__TASK INSTRUCTIONS__:
Output the data once more, exactly as given.

__TASK DATA__:
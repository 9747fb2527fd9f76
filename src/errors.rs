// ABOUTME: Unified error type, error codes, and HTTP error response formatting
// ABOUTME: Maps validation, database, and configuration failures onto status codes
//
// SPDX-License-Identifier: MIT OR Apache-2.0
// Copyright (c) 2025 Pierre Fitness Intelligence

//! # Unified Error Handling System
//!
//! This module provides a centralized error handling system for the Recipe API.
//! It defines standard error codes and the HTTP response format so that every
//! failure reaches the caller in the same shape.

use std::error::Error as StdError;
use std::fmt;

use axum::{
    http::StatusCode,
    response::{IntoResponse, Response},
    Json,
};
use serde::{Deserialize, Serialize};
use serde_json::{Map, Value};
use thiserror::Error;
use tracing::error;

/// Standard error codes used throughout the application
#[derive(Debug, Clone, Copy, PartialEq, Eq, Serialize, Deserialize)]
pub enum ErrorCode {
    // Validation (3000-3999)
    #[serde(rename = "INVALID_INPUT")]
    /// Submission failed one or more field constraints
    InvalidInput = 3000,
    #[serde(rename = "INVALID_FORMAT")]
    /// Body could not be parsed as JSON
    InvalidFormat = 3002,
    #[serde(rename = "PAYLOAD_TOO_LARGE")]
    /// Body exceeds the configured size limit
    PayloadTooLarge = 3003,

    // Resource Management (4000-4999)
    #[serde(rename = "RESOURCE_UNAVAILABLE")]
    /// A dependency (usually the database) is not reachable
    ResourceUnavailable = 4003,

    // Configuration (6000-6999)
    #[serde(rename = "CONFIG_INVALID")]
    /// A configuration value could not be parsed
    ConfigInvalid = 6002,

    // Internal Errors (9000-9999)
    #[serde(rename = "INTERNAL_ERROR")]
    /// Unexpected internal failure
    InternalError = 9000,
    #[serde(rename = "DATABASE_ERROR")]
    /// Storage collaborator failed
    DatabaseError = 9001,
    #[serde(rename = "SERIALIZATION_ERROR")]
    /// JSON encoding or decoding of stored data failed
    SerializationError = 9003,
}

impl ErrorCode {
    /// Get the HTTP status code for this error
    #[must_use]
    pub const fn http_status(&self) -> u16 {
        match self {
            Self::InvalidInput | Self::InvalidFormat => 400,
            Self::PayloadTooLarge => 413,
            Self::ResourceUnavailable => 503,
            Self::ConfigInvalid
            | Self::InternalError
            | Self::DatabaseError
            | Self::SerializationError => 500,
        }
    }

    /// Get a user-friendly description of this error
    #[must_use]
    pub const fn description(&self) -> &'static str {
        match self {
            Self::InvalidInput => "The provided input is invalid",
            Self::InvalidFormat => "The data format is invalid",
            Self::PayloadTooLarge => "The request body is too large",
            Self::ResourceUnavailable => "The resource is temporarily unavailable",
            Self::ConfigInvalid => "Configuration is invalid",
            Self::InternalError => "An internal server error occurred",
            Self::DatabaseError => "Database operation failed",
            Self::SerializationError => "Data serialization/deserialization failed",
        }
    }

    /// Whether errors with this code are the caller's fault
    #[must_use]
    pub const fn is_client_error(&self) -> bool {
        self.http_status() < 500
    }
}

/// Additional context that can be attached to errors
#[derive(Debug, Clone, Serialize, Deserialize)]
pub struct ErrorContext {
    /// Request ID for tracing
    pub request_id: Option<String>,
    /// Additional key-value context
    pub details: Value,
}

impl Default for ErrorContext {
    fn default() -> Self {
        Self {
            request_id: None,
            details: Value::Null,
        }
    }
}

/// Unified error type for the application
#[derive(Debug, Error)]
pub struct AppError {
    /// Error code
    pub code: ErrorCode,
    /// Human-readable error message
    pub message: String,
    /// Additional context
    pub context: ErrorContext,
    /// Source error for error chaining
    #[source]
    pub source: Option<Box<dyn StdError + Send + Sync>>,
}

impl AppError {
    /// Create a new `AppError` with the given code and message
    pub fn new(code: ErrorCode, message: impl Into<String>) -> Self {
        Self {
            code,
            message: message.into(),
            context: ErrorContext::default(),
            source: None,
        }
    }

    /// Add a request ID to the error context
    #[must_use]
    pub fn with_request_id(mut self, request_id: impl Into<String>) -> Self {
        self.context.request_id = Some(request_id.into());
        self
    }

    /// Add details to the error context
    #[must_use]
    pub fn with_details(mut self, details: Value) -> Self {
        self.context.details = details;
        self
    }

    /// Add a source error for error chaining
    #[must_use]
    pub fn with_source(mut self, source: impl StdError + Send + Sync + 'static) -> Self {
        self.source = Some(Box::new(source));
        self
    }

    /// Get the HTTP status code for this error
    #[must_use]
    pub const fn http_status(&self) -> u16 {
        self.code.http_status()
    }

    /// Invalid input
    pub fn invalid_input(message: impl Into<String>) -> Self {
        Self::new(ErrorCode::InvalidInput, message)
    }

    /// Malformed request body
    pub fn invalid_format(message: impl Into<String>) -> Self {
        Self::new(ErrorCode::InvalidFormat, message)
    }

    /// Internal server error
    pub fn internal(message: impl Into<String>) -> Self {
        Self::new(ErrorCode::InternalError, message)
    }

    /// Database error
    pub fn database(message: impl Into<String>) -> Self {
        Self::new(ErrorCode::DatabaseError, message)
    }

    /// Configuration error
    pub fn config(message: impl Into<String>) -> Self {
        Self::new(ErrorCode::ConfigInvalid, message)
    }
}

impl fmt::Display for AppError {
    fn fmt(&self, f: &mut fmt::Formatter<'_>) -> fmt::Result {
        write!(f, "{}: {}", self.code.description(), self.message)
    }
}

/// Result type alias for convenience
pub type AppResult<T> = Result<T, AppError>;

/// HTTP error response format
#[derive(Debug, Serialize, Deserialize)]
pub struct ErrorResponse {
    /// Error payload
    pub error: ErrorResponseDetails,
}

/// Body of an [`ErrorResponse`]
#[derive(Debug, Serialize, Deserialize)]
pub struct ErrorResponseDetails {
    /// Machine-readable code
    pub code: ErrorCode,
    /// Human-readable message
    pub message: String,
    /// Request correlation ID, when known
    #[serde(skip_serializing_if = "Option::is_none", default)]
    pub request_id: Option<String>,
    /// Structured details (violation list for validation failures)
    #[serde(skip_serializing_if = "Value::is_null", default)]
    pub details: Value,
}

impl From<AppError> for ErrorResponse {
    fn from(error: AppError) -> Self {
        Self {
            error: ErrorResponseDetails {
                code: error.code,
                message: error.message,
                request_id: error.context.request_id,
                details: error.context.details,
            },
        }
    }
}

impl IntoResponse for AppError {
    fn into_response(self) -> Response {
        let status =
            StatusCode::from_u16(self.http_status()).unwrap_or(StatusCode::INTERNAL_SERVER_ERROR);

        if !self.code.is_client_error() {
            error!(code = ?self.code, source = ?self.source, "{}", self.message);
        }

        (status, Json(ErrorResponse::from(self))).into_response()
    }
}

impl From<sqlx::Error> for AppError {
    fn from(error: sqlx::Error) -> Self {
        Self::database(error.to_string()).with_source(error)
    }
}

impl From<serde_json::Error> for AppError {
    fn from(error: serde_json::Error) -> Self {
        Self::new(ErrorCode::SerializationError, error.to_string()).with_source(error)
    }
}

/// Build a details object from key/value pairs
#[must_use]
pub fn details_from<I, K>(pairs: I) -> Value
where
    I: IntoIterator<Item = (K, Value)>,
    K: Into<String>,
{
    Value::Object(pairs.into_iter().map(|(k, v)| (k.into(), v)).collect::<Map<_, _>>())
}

__REPLY__:
repository 9747fb2527fd9f76
filename src/errors.rs
// ABOUTME: Unified error type, error codes, and HTTP error response formatting
// ABOUTME: Maps validation, database, and configuration failures onto status codes
//
// SPDX-License-Identifier: MIT OR Apache-2.0
// Copyright (c) 2025 Pierre Fitness Intelligence

//! # Unified Error Handling System
//!
//! This module provides a centralized error handling system for the Recipe API.
//! It defines standard error codes and the HTTP response format so that every
//! failure reaches the caller in the same shape.

use std::error::Error as StdError;
use std::fmt;

use axum::{
    http::StatusCode,
    response::{IntoResponse, Response},
    Json,
};
use serde::{Deserialize, Serialize};
use serde_json::{Map, Value};
use thiserror::Error;
use tracing::error;

/// Standard error codes used throughout the application
#[derive(Debug, Clone, Copy, PartialEq, Eq, Serialize, Deserialize)]
pub enum ErrorCode {
    // Validation (3000-3999)
    #[serde(rename = "INVALID_INPUT")]
    /// Submission failed one or more field constraints
    InvalidInput = 3000,
    #[serde(rename = "INVALID_FORMAT")]
    /// Body could not be parsed as JSON
    InvalidFormat = 3002,
    #[serde(rename = "PAYLOAD_TOO_LARGE")]
    /// Body exceeds the configured size limit
    PayloadTooLarge = 3003,

    // Resource Management (4000-4999)
    #[serde(rename = "RESOURCE_UNAVAILABLE")]
    /// A dependency (usually the database) is not reachable
    ResourceUnavailable = 4003,

    // Configuration (6000-6999)
    #[serde(rename = "CONFIG_INVALID")]
    /// A configuration value could not be parsed
    ConfigInvalid = 6002,

    // Internal Errors (9000-9999)
    #[serde(rename = "INTERNAL_ERROR")]
    /// Unexpected internal failure
    InternalError = 9000,
    #[serde(rename = "DATABASE_ERROR")]
    /// Storage collaborator failed
    DatabaseError = 9001,
    #[serde(rename = "SERIALIZATION_ERROR")]
    /// JSON encoding or decoding of stored data failed
    SerializationError = 9003,
}

impl ErrorCode {
    /// Get the HTTP status code for this error
    #[must_use]
    pub const fn http_status(&self) -> u16 {
        match self {
            Self::InvalidInput | Self::InvalidFormat => 400,
            Self::PayloadTooLarge => 413,
            Self::ResourceUnavailable => 503,
            Self::ConfigInvalid
            | Self::InternalError
            | Self::DatabaseError
            | Self::SerializationError => 500,
        }
    }

    /// Get a user-friendly description of this error
    #[must_use]
    pub const fn description(&self) -> &'static str {
        match self {
            Self::InvalidInput => "The provided input is invalid",
            Self::InvalidFormat => "The data format is invalid",
            Self::PayloadTooLarge => "The request body is too large",
            Self::ResourceUnavailable => "The resource is temporarily unavailable",
            Self::ConfigInvalid => "Configuration is invalid",
            Self::InternalError => "An internal server error occurred",
            Self::DatabaseError => "Database operation failed",
            Self::SerializationError => "Data serialization/deserialization failed",
        }
    }

    /// Whether errors with this code are the caller's fault
    #[must_use]
    pub const fn is_client_error(&self) -> bool {
        self.http_status() < 500
    }
}

/// Additional context that can be attached to errors
#[derive(Debug, Clone, Serialize, Deserialize)]
pub struct ErrorContext {
    /// Request ID for tracing
    pub request_id: Option<String>,
    /// Additional key-value context
    pub details: Value,
}

impl Default for ErrorContext {
    fn default() -> Self {
        Self {
            request_id: None,
            details: Value::Null,
        }
    }
}

/// Unified error type for the application
#[derive(Debug, Error)]
pub struct AppError {
    /// Error code
    pub code: ErrorCode,
    /// Human-readable error message
    pub message: String,
    /// Additional context
    pub context: ErrorContext,
    /// Source error for error chaining
    #[source]
    pub source: Option<Box<dyn StdError + Send + Sync>>,
}

impl AppError {
    /// Create a new `AppError` with the given code and message
    pub fn new(code: ErrorCode, message: impl Into<String>) -> Self {
        Self {
            code,
            message: message.into(),
            context: ErrorContext::default(),
            source: None,
        }
    }

    /// Add a request ID to the error context
    #[must_use]
    pub fn with_request_id(mut self, request_id: impl Into<String>) -> Self {
        self.context.request_id = Some(request_id.into());
        self
    }

    /// Add details to the error context
    #[must_use]
    pub fn with_details(mut self, details: Value) -> Self {
        self.context.details = details;
        self
    }

    /// Add a source error for error chaining
    #[must_use]
    pub fn with_source(mut self, source: impl StdError + Send + Sync + 'static) -> Self {
        self.source = Some(Box::new(source));
        self
    }

    /// Get the HTTP status code for this error
    #[must_use]
    pub const fn http_status(&self) -> u16 {
        self.code.http_status()
    }

    /// Invalid input
    pub fn invalid_input(message: impl Into<String>) -> Self {
        Self::new(ErrorCode::InvalidInput, message)
    }

    /// Malformed request body
    pub fn invalid_format(message: impl Into<String>) -> Self {
        Self::new(ErrorCode::InvalidFormat, message)
    }

    /// Internal server error
    pub fn internal(message: impl Into<String>) -> Self {
        Self::new(ErrorCode::InternalError, message)
    }

    /// Database error
    pub fn database(message: impl Into<String>) -> Self {
        Self::new(ErrorCode::DatabaseError, message)
    }

    /// Configuration error
    pub fn config(message: impl Into<String>) -> Self {
        Self::new(ErrorCode::ConfigInvalid, message)
    }
}

impl fmt::Display for AppError {
    fn fmt(&self, f: &mut fmt::Formatter<'_>) -> fmt::Result {
        write!(f, "{}: {}", self.code.description(), self.message)
    }
}

/// Result type alias for convenience
pub type AppResult<T> = Result<T, AppError>;

/// HTTP error response format
#[derive(Debug, Serialize, Deserialize)]
pub struct ErrorResponse {
    /// Error payload
    pub error: ErrorResponseDetails,
}

/// Body of an [`ErrorResponse`]
#[derive(Debug, Serialize, Deserialize)]
pub struct ErrorResponseDetails {
    /// Machine-readable code
    pub code: ErrorCode,
    /// Human-readable message
    pub message: String,
    /// Request correlation ID, when known
    #[serde(skip_serializing_if = "Option::is_none", default)]
    pub request_id: Option<String>,
    /// Structured details (violation list for validation failures)
    #[serde(skip_serializing_if = "Value::is_null", default)]
    pub details: Value,
}

impl From<AppError> for ErrorResponse {
    fn from(error: AppError) -> Self {
        Self {
            error: ErrorResponseDetails {
                code: error.code,
                message: error.message,
                request_id: error.context.request_id,
                details: error.context.details,
            },
        }
    }
}

impl IntoResponse for AppError {
    fn into_response(self) -> Response {
        let status =
            StatusCode::from_u16(self.http_status()).unwrap_or(StatusCode::INTERNAL_SERVER_ERROR);

        if !self.code.is_client_error() {
            error!(code = ?self.code, source = ?self.source, "{}", self.message);
        }

        (status, Json(ErrorResponse::from(self))).into_response()
    }
}

impl From<sqlx::Error> for AppError {
    fn from(error: sqlx::Error) -> Self {
        Self::database(error.to_string()).with_source(error)
    }
}

impl From<serde_json::Error> for AppError {
    fn from(error: serde_json::Error) -> Self {
        Self::new(ErrorCode::SerializationError, error.to_string()).with_source(error)
    }
}

/// Build a details object from key/value pairs
#[must_use]
pub fn details_from<I, K>(pairs: I) -> Value
where
    I: IntoIterator<Item = (K, Value)>,
    K: Into<String>,
{
    Value::Object(pairs.into_iter().map(|(k, v)| (k.into(), v)).collect::<Map<_, _>>())
}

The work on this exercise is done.